A powerful storm system roared across the South, claiming seven lives in Mississippi, Tennessee and Arkansas and injuring scores more.
The Storm Prediction Center said at least 14 tornadoes hit Mississippi on Wednesday, but it was a single twister that did most of the damage.
It started in northern Mississippi and didn't lift up until western Tennessee. The National Weather Service said it may have been on the ground 150 miles.
"If it is continuous it would be the longest track [December] tornado on record here in the Mid-South," the Memphis office of the weather service said.Not many people live in northern Mississippi, but the storm managed to take a swipe at a number of the small communities located there.
Damage reports came from Sardis, Clarksdale and Holly Springs.
The twister caught Lance Meeks by surprise when he stepped outside his door near Holly Springs.
"I laid down on the ground, and here come the tornado," Meeks told CNN affiliate WTVA. "Rolled right over me. Uprooted trees, cut trees in half. And I don't know why I'm still standing here talking to you."
Early Thursday, the death toll in Mississippi was four, but the numbers could go higher.A 7-year-old boy died in Marshall County, Coroner James Anderson said. The boy was in a car with his family near Holly Springs, where a tornado came through the area.
Three people died in Benton County, authorities said. Two were unaccounted for, according to Master Sgt. Ray Hall with the Mississippi Highway Patrol.

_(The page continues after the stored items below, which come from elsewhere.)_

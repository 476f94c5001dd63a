//! CLI argument definitions for tabclean.

use std::path::PathBuf;

use clap::{Parser, Subcommand, ValueEnum};
use clap_verbosity_flag::{Verbosity, WarnLevel};
use colorchoice_clap::Color;

use tabclean_cli::pipeline::{CleanOptions, Stage};

#[derive(Parser)]
#[command(
    name = "tabclean",
    version,
    about = "Clean wide indicator tables with two header rows",
    long_about = "Clean wide indicator tables with two header rows.\n\n\
                  Renames columns from the identifier row, drops confidence-interval\n\
                  and numerator/denominator columns, drops race crosstabs with\n\
                  missing values, and reports missing-value counts."
)]
pub struct Cli {
    #[command(subcommand)]
    pub command: Command,

    /// Adjust log verbosity (-v for info, -vv for debug, -q for errors only).
    #[command(flatten)]
    pub verbosity: Verbosity<WarnLevel>,

    /// Control ANSI color output (auto, always, never).
    #[command(flatten)]
    pub color: Color,

    /// Explicit log level (overrides -v/-q flags).
    #[arg(long = "log-level", value_enum, global = true)]
    pub log_level: Option<LogLevelArg>,

    /// Log output format (pretty for human, json for machine parsing).
    #[arg(
        long = "log-format",
        value_enum,
        default_value = "pretty",
        global = true
    )]
    pub log_format: LogFormatArg,

    /// Write logs to a file instead of stderr.
    #[arg(long = "log-file", value_name = "PATH", global = true)]
    pub log_file: Option<PathBuf>,

    /// Prefix log lines with timestamps.
    #[arg(long = "log-timestamps", global = true)]
    pub log_timestamps: bool,

    /// Include the emitting module path in log lines.
    #[arg(long = "log-target", global = true)]
    pub log_target: bool,
}

#[derive(Subcommand)]
pub enum Command {
    /// Print the label-to-identifier rename map of a CSV file.
    Columns(ColumnsArgs),

    /// Print missing-value counts per column.
    Nulls(NullsArgs),

    /// Rename and filter a CSV file, writing the cleaned table.
    Clean(CleanArgs),
}

#[derive(Parser)]
pub struct ColumnsArgs {
    /// CSV file with an identifier row followed by a descriptive label row.
    #[arg(value_name = "CSV")]
    pub input: PathBuf,

    /// Output format.
    #[arg(long = "format", value_enum, default_value = "table")]
    pub format: OutputFormatArg,
}

#[derive(Parser)]
pub struct NullsArgs {
    /// CSV file with an identifier row followed by a descriptive label row.
    #[arg(value_name = "CSV")]
    pub input: PathBuf,

    /// Pipeline stage to inspect.
    #[arg(long = "stage", value_enum, default_value = "raw")]
    pub stage: StageArg,

    /// Only list columns with at least one missing value.
    #[arg(long = "only-missing")]
    pub only_missing: bool,

    /// Output format.
    #[arg(long = "format", value_enum, default_value = "table")]
    pub format: OutputFormatArg,

    #[command(flatten)]
    pub filters: FilterArgs,
}

#[derive(Parser)]
pub struct CleanArgs {
    /// CSV file with an identifier row followed by a descriptive label row.
    #[arg(value_name = "CSV")]
    pub input: PathBuf,

    /// Output CSV path (default: <INPUT_STEM>_clean.csv next to the input).
    #[arg(long = "output", short = 'o', value_name = "PATH")]
    pub output: Option<PathBuf>,

    /// Report what would be dropped without writing the output file.
    #[arg(long = "dry-run")]
    pub dry_run: bool,

    #[command(flatten)]
    pub filters: FilterArgs,
}

#[derive(Parser)]
pub struct FilterArgs {
    /// Keep confidence-interval bound and numerator/denominator columns.
    #[arg(long = "keep-redundant")]
    pub keep_redundant: bool,

    /// Keep race crosstab columns even when they contain missing values.
    #[arg(long = "keep-race")]
    pub keep_race: bool,
}

impl FilterArgs {
    pub fn options(&self) -> CleanOptions {
        CleanOptions {
            drop_redundant: !self.keep_redundant,
            drop_race_crosstabs: !self.keep_race,
        }
    }
}

#[derive(Clone, Copy, ValueEnum)]
pub enum OutputFormatArg {
    Table,
    Json,
}

#[derive(Clone, Copy, ValueEnum)]
pub enum StageArg {
    Raw,
    Renamed,
    Cleaned,
}

impl From<StageArg> for Stage {
    fn from(stage: StageArg) -> Self {
        match stage {
            StageArg::Raw => Stage::Raw,
            StageArg::Renamed => Stage::Renamed,
            StageArg::Cleaned => Stage::Cleaned,
        }
    }
}

/// CLI log level choices.
#[derive(Clone, Copy, ValueEnum)]
pub enum LogLevelArg {
    Error,
    Warn,
    Info,
    Debug,
    Trace,
}

/// CLI log format choices.
#[derive(Clone, Copy, ValueEnum)]
pub enum LogFormatArg {
    Pretty,
    Compact,
    Json,
}
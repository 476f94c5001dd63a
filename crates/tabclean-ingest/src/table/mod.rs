//! CSV table reading and writing.

mod header;
mod reader;

pub use header::{HeaderPair, read_header_pair};
pub use reader::{read_csv_table, write_csv_table};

At least 40 people across six Mississippi counties were injured in the storms, said Greg Flynn with the Mississippi Emergency Management Agency. The driver of a tractor-trailer received minor injuries when the storm blew his rig over.
Video from affiliate WREG showed three badly damaged houses in Como, just north of Sardis. Another looked to be a total loss.The storm made its way to Perry County, Tennessee, southwest of Nashville, where it killed two people.
The state's emergency management director, Gary Rogers, told CNN affiliate WZTV that two other people are missing. Three homes were destroyed by the storm.
A seventh person died Wednesday morning in Arkansas.
An 18-year-old woman was killed Wednesday morning when a tree fell through her roof. Four other people in the house, including an 18-month-old, survived. The baby was hospitalized.
Pope County Sheriff Shane Jones said heavy rain and straight-line winds caused the large tree to fall on the home near Atkins.The Storm Prediction Center said the risk for violent weather drops dramatically on Christmas Eve, but the forecast stays soggy.
Flood advisories are up for large sections of Georgia and the Carolinas. The region has been soaked by days of rain.Back in battered northern Mississippi, LaJohn Curry found time to thank God, even as he stood in the wreckage of his Holly Springs home.
Why? Because his mother and sister, who were home when the twister hit, weren't hurt.
"It wasn't about the house. It was about the family," he told affiliate WMC. "They are the most important thing to me."